= Mike Tipton =

UK academic physiologist

Mike Tipton is a British academic who is Professor of Human & Applied Physiology at the Extreme Environments Laboratory, School of Sport, Health & Exercise Science at the University of Portsmouth. He is also editor-in-chief of Experimental Physiology.

== Education ==
Tipton was educated at the University of Keele and King's College, University of London.

== Career ==

He joined the University of Surrey in 1986. After 12 years at the Robens Institute and European Institute of Health and Medical Science he moved to the University of Portsmouth in 1998. He co-founded the International Drowning Researcher's Alliance.

== Research ==

Tipton's research focuses on the physiological and psychological responses to adverse environments and the selection, preparation and protection of those who enter such environments.

== Collaboration ==
Tipton is a Trustee/Director of Surf Lifesaving GB; a former chairperson and now member of the Energy Institute Health Technical Committee; a member of the Medical Advisory Board of the Ectodermal Dysplasia Society a former member of the Medical (& Survival) committee of the Royal National Lifeboat Institution (RNLI), he is a member of the Council of the RNLI. His research underpins the RNLI "Fight your Instincts" and Float First" campaign.

== Honours ==

Tipton was awarded the G. L. Brown Prize Lecture of The Physiological Society in 2014 that was published in Experimental Physiology in 2015. He is a Fellow of the Royal Society of Medicine and The Physiological Society. He has been awarded Honorary Life Membership of Surf Lifesaving GB and the International Association of Sea Survival Trainers for his contributions to saving lives at sea.
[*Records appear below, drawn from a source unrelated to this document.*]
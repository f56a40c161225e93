//! Preparing files for the backend: type checks, base64 encoding and
//! unwrapping rendered PDFs.

use base64::{engine::general_purpose::STANDARD, Engine as _};
use thiserror::Error;

pub const PDF: &str = "application/pdf";
pub const DOCX: &str = "application/vnd.openxmlformats-officedocument.wordprocessingml.document";
pub const PLAIN_TEXT: &str = "text/plain";

const ACCEPTED_RESUME_TYPES: [&str; 3] = [PDF, DOCX, PLAIN_TEXT];
const PDF_DATA_URI_PREFIX: &str = "data:application/pdf;";
const BASE64_MARKER: &str = "base64,";
pub const DEFAULT_PDF_FILENAME: &str = "resume.pdf";

#[derive(Debug, Error, PartialEq, Eq)]
pub enum UploadError {
    #[error("Please select a PDF, DOCX, or TXT file.")]
    UnsupportedType(String),

    #[error("Uploaded file is empty")]
    Empty,

    #[error("Invalid PDF data URI format")]
    InvalidPdfDataUri,
}

/// Checks a resume upload's content type (parameters such as `charset` are
/// ignored) and that it carries bytes.
pub fn validate_resume_file(content_type: &str, bytes: &[u8]) -> Result<(), UploadError> {
    let mime = content_type
        .split(';')
        .next()
        .unwrap_or_default()
        .trim()
        .to_ascii_lowercase();
    if !ACCEPTED_RESUME_TYPES.contains(&mime.as_str()) {
        return Err(UploadError::UnsupportedType(content_type.to_string()));
    }
    if bytes.is_empty() {
        return Err(UploadError::Empty);
    }
    Ok(())
}

pub fn encode_file(bytes: &[u8]) -> String {
    STANDARD.encode(bytes)
}

/// Extracts the base64 payload from a rendered `data:application/pdf;...` URI.
pub fn pdf_payload_from_data_uri(uri: &str) -> Result<&str, UploadError> {
    if !uri.starts_with(PDF_DATA_URI_PREFIX) {
        return Err(UploadError::InvalidPdfDataUri);
    }
    let start = uri
        .find(BASE64_MARKER)
        .ok_or(UploadError::InvalidPdfDataUri)?;
    let payload = &uri[start + BASE64_MARKER.len()..];
    if payload.is_empty() {
        return Err(UploadError::InvalidPdfDataUri);
    }
    Ok(payload)
}

pub fn pdf_filename(requested: Option<&str>) -> String {
    match requested.map(str::trim).filter(|name| !name.is_empty()) {
        None => DEFAULT_PDF_FILENAME.to_string(),
        Some(name) if name.to_ascii_lowercase().ends_with(".pdf") => name.to_string(),
        Some(name) => format!("{name}.pdf"),
    }
}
He was made a Member of the Order of the British Empire (MBE) in 2018 for "services to physiological research in extreme environments", and the Ireland Medal of the Lifesaving Foundation in 2019 for "saving lives from drowning worldwide". In 2021 Tipton was a guest on the BBC Radio 4 programme The Life Scientific.

== Publications ==

Tipton has published over 650 papers, reports, reviews books and abstracts in survival in the sea and extreme environmental physiology, including the books 'The Essentials of Sea Survival' with Dr Frank Golden and 'The Science of Beach Lifeguarding' with Adam Wooler.